» Dataset entries:
#####

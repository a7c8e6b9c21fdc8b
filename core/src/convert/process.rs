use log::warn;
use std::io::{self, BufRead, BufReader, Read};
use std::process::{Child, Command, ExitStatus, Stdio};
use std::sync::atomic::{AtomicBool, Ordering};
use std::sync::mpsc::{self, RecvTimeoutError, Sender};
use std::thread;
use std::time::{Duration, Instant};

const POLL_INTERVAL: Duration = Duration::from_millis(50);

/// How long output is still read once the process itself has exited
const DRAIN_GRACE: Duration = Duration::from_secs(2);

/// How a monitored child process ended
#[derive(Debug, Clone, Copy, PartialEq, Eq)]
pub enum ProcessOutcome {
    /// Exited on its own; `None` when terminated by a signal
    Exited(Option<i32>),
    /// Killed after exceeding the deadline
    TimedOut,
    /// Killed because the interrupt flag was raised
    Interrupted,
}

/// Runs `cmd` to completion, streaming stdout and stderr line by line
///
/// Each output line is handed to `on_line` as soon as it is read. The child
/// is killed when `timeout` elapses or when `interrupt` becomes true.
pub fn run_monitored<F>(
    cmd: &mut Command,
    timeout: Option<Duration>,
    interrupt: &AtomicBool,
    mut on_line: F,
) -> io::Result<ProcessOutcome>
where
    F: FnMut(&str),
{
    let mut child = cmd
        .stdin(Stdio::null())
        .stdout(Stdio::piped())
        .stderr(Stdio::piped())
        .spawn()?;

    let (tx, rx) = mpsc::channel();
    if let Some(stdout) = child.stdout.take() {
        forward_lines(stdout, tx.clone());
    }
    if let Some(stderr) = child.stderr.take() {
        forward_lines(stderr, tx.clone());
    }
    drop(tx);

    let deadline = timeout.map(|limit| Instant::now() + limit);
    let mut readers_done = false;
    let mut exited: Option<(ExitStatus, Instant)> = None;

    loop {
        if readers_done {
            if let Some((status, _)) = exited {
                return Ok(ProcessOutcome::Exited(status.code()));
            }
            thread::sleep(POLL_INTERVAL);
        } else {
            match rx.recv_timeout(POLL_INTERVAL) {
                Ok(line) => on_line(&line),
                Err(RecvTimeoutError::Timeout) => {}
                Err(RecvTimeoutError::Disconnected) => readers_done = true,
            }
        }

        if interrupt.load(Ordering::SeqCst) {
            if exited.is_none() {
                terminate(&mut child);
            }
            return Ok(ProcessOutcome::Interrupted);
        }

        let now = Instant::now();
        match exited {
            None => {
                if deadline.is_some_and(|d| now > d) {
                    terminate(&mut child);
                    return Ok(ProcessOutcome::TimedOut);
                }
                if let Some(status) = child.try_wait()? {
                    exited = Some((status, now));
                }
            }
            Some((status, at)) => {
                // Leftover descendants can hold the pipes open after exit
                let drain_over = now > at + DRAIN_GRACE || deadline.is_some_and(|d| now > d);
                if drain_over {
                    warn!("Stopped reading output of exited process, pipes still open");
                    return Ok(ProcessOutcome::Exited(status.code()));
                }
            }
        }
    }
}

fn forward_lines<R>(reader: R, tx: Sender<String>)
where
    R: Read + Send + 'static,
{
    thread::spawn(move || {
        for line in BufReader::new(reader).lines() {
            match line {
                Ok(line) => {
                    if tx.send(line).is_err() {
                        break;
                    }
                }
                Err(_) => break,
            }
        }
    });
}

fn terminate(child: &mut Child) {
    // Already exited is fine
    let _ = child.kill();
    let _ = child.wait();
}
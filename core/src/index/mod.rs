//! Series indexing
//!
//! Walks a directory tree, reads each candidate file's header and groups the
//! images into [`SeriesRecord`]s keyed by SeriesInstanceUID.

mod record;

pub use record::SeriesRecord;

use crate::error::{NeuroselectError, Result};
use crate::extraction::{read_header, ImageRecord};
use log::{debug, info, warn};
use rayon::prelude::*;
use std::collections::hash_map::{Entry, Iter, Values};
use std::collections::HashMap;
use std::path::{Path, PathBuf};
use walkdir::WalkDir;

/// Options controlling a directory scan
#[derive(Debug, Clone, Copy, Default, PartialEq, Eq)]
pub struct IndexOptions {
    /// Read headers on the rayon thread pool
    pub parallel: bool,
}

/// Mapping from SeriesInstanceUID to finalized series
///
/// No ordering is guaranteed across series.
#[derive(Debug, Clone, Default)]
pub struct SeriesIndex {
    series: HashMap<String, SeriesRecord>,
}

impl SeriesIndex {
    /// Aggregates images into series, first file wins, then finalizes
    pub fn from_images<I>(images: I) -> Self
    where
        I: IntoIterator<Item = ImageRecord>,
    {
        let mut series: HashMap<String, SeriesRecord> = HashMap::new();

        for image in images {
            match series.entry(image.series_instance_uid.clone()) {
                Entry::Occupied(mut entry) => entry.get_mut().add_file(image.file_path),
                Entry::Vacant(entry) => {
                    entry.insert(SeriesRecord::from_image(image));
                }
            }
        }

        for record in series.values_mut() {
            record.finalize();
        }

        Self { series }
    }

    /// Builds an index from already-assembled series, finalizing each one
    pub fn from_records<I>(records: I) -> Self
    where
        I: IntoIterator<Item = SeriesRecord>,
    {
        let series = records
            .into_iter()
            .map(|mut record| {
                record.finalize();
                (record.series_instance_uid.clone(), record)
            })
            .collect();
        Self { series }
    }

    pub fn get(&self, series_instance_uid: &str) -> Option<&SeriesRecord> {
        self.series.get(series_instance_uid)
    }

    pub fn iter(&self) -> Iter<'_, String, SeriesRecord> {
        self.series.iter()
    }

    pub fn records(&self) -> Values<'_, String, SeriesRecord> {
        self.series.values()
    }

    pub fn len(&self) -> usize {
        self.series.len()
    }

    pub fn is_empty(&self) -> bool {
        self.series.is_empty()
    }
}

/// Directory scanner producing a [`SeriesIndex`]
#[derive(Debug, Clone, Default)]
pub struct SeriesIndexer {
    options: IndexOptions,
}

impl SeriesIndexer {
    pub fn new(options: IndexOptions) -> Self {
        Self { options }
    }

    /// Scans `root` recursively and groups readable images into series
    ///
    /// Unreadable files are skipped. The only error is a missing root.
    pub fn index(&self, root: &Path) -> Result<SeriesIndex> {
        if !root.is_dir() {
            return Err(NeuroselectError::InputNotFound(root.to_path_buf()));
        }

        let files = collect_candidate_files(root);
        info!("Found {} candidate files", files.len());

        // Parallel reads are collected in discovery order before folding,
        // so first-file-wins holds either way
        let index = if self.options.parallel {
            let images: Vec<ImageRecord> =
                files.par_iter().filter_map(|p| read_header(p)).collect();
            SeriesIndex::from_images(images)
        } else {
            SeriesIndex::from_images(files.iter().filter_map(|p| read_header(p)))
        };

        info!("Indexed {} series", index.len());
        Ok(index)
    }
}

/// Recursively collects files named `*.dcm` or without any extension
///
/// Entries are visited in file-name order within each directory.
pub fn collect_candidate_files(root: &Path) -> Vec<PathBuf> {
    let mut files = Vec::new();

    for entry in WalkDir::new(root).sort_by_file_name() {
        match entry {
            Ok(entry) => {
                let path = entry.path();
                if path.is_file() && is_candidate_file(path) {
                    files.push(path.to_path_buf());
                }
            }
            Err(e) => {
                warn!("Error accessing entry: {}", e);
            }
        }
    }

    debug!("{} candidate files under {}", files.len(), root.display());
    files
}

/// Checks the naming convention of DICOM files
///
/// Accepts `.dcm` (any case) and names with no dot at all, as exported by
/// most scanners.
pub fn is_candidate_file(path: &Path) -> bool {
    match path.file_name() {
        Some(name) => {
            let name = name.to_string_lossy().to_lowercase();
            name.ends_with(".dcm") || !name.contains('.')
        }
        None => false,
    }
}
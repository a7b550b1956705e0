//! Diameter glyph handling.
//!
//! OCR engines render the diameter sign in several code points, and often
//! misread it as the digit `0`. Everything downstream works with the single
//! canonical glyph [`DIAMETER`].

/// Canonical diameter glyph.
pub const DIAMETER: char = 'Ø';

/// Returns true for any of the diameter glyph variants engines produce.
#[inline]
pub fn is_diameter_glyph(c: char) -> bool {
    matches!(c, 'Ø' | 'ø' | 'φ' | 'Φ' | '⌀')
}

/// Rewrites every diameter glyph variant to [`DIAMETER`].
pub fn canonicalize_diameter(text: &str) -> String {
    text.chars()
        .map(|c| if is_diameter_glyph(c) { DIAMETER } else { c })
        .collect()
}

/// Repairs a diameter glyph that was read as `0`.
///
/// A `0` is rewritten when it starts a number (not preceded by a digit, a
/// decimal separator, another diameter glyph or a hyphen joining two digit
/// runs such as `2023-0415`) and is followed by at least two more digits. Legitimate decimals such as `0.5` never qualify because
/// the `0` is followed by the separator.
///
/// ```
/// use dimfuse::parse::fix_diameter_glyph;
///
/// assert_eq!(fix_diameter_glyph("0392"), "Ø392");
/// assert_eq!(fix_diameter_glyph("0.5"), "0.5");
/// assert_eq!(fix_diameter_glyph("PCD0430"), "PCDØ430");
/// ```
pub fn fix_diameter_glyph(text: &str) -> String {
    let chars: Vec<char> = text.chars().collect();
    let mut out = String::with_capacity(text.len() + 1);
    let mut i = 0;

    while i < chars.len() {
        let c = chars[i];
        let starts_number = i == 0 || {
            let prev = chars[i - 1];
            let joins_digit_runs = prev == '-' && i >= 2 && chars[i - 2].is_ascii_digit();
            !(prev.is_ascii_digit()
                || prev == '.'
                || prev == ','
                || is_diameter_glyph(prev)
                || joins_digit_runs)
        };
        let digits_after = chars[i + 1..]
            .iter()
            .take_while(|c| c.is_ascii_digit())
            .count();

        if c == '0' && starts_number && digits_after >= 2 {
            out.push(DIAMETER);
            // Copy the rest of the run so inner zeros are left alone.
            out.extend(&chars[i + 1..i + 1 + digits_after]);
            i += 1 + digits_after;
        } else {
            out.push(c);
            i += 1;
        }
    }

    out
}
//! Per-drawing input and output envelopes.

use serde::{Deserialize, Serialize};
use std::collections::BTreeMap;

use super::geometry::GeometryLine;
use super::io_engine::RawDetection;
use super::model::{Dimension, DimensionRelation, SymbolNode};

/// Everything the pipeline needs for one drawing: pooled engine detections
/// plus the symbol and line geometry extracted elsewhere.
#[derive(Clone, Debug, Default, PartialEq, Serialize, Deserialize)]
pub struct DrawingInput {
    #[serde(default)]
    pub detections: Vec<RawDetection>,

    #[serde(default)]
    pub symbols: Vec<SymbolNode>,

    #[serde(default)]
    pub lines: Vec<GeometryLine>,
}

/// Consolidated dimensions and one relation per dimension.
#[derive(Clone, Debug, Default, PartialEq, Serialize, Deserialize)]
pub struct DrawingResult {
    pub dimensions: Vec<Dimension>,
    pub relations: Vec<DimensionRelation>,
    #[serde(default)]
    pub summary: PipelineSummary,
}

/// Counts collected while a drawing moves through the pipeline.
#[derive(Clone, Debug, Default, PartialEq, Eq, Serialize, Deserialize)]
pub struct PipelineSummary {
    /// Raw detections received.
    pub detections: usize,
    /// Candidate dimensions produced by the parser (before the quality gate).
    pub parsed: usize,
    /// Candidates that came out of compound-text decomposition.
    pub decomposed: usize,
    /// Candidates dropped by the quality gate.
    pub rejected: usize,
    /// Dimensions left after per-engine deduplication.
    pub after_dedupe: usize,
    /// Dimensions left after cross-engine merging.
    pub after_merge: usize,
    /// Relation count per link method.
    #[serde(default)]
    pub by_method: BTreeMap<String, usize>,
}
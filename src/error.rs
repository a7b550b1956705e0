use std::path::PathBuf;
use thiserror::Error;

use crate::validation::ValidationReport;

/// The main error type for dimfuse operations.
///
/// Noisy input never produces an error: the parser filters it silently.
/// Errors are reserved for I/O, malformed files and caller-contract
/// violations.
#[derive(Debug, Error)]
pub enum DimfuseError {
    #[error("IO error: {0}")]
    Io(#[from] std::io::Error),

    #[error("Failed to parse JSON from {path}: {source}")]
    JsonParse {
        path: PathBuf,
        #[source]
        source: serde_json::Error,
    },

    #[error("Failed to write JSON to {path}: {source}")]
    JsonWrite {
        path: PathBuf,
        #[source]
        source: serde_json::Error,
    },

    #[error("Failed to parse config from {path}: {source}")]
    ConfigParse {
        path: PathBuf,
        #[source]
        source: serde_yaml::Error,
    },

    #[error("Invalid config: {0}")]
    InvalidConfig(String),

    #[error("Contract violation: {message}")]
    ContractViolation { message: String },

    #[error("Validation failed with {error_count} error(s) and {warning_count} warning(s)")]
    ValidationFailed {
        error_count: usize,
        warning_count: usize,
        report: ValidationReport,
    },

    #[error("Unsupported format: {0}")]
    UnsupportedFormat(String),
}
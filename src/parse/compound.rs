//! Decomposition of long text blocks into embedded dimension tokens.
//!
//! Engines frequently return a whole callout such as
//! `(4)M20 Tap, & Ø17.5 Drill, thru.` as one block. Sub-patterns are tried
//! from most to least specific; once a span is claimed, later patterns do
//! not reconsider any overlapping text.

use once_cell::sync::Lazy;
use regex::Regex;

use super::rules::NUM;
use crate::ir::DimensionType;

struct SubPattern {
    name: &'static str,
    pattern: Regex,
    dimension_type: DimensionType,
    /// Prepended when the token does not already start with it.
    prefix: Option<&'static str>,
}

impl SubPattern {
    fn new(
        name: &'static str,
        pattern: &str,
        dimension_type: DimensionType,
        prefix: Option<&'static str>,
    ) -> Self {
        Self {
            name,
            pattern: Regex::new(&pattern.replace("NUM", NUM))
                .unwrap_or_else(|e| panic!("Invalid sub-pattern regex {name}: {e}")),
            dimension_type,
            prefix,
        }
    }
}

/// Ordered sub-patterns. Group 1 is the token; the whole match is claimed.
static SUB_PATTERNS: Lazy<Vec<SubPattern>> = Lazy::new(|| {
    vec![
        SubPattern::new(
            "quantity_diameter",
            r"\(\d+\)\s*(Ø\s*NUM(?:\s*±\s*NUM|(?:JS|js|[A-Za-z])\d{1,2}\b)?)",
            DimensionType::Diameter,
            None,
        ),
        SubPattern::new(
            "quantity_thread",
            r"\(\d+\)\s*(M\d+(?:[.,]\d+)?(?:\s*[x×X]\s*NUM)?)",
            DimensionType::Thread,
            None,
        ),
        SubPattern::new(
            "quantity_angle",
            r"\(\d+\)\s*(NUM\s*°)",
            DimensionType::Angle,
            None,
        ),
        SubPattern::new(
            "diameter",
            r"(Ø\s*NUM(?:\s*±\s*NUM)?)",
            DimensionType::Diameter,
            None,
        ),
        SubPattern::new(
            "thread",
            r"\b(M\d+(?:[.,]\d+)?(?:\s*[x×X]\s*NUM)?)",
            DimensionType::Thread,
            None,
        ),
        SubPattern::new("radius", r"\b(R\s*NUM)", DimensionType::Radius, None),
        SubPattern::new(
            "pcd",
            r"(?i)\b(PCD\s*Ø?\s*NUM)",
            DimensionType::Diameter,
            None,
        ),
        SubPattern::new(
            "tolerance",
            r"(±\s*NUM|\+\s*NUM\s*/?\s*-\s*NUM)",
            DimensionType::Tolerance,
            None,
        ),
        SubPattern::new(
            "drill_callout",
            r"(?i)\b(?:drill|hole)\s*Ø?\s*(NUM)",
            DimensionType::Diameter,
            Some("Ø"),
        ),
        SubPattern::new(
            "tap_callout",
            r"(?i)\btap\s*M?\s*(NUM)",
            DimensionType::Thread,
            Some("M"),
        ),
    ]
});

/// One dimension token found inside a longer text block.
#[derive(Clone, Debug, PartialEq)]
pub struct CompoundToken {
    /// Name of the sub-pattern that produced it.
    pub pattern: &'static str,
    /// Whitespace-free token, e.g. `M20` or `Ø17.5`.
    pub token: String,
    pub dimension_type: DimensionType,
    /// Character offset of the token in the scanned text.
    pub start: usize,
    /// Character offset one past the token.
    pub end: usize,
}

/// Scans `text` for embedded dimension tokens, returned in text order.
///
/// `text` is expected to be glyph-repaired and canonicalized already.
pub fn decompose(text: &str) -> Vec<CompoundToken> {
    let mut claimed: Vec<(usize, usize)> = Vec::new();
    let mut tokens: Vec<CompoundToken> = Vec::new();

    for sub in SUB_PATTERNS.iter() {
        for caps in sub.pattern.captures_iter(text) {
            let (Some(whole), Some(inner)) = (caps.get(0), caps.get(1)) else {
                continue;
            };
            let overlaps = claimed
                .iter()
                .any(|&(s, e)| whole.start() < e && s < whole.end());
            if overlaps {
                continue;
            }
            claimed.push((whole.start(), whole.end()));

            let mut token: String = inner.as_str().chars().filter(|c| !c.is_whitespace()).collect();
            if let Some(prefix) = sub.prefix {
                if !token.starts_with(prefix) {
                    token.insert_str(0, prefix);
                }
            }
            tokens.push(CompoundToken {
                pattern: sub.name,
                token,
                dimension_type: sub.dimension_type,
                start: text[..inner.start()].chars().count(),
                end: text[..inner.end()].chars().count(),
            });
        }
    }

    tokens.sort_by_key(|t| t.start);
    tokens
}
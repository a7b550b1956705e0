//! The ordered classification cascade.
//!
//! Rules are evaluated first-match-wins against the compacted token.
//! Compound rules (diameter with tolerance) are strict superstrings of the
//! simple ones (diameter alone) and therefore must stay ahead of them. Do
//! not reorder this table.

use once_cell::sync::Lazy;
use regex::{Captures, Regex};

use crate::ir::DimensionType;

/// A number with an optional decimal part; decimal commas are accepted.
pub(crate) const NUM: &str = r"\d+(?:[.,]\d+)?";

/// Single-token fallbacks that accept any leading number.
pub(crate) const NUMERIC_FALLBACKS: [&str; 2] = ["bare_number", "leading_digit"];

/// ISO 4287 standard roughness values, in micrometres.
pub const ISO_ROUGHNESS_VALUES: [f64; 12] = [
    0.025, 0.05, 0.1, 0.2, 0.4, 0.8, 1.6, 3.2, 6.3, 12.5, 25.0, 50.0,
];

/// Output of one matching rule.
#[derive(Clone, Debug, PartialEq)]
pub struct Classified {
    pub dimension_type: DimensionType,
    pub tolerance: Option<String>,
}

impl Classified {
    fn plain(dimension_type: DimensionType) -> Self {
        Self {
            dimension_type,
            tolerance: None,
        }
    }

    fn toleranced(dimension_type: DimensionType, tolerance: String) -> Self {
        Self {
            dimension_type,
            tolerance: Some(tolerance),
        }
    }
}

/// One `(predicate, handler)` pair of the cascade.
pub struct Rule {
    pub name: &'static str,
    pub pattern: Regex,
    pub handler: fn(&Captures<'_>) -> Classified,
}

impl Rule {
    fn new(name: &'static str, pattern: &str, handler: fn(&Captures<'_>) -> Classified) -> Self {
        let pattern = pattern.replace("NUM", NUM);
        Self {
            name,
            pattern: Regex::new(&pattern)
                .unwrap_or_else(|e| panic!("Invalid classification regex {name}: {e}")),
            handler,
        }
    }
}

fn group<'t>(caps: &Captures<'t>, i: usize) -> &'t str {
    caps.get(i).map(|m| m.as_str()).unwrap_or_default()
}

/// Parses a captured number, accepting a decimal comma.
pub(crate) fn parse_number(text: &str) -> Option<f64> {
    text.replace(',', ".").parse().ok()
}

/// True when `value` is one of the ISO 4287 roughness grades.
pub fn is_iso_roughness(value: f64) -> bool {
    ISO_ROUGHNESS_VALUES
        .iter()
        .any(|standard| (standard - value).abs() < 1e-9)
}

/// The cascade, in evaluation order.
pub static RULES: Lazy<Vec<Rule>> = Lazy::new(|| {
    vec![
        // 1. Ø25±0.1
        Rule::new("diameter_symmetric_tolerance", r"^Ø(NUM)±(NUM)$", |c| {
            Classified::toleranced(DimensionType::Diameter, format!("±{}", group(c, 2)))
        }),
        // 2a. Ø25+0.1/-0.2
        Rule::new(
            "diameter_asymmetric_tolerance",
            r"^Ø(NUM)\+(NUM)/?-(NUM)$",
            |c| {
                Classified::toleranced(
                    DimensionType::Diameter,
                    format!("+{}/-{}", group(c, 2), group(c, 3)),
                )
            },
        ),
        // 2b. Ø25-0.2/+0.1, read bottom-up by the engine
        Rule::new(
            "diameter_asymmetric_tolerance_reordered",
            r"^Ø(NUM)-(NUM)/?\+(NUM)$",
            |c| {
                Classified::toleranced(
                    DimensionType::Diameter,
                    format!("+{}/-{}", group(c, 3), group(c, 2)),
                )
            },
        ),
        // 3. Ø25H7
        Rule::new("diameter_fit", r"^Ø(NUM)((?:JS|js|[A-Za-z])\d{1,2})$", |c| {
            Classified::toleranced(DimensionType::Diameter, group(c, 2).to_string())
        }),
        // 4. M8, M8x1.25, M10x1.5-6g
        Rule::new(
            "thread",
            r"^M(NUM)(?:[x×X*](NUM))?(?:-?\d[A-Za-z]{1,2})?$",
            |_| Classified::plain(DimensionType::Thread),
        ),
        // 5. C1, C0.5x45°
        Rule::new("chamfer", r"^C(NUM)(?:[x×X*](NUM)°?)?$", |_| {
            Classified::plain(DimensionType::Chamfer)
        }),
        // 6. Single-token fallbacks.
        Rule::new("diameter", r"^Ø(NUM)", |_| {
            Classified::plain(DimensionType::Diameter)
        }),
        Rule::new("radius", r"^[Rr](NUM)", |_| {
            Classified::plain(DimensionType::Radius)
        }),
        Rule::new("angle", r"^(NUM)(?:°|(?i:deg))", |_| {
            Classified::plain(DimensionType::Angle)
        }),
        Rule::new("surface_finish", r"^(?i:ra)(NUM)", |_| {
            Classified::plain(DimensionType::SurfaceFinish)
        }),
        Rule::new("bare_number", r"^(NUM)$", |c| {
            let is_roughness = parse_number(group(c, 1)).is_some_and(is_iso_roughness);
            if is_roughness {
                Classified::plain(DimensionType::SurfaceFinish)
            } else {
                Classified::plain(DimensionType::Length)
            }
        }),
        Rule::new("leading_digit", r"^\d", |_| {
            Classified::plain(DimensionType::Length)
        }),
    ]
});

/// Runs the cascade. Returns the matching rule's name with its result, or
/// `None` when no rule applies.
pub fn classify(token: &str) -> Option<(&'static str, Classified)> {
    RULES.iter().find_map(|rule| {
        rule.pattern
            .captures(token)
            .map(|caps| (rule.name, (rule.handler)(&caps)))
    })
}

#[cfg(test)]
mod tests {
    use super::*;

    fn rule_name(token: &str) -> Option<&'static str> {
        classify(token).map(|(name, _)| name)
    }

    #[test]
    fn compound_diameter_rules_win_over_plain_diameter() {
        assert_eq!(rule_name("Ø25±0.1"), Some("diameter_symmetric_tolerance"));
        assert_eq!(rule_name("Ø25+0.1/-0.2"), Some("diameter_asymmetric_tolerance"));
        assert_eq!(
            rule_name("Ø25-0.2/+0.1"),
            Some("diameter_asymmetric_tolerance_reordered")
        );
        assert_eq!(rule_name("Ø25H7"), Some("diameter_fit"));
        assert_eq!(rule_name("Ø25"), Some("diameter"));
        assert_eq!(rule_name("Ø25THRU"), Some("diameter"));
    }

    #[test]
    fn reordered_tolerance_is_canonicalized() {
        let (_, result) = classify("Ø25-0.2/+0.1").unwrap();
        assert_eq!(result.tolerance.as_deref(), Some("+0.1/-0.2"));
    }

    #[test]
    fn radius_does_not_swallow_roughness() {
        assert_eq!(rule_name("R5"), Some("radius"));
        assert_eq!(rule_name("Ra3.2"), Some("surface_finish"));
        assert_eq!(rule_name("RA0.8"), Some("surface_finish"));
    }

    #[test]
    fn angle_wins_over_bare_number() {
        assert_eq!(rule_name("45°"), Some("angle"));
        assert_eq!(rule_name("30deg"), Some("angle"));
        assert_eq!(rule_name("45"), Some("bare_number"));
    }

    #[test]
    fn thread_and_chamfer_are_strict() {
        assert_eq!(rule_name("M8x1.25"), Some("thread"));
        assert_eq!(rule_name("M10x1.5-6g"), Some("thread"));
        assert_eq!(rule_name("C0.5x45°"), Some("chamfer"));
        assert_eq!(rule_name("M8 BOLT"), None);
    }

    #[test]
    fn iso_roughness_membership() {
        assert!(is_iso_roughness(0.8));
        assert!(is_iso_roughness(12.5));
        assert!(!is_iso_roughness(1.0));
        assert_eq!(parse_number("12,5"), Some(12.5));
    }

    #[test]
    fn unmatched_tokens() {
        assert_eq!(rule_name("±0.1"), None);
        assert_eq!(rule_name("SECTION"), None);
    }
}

#####

» INSTRUCTIONS FOR THE TASK: Go through the records line by line and give the number of lines with the string "Deserialize" in them, stating nothing else.

» EXERCISE RESPONSE: 4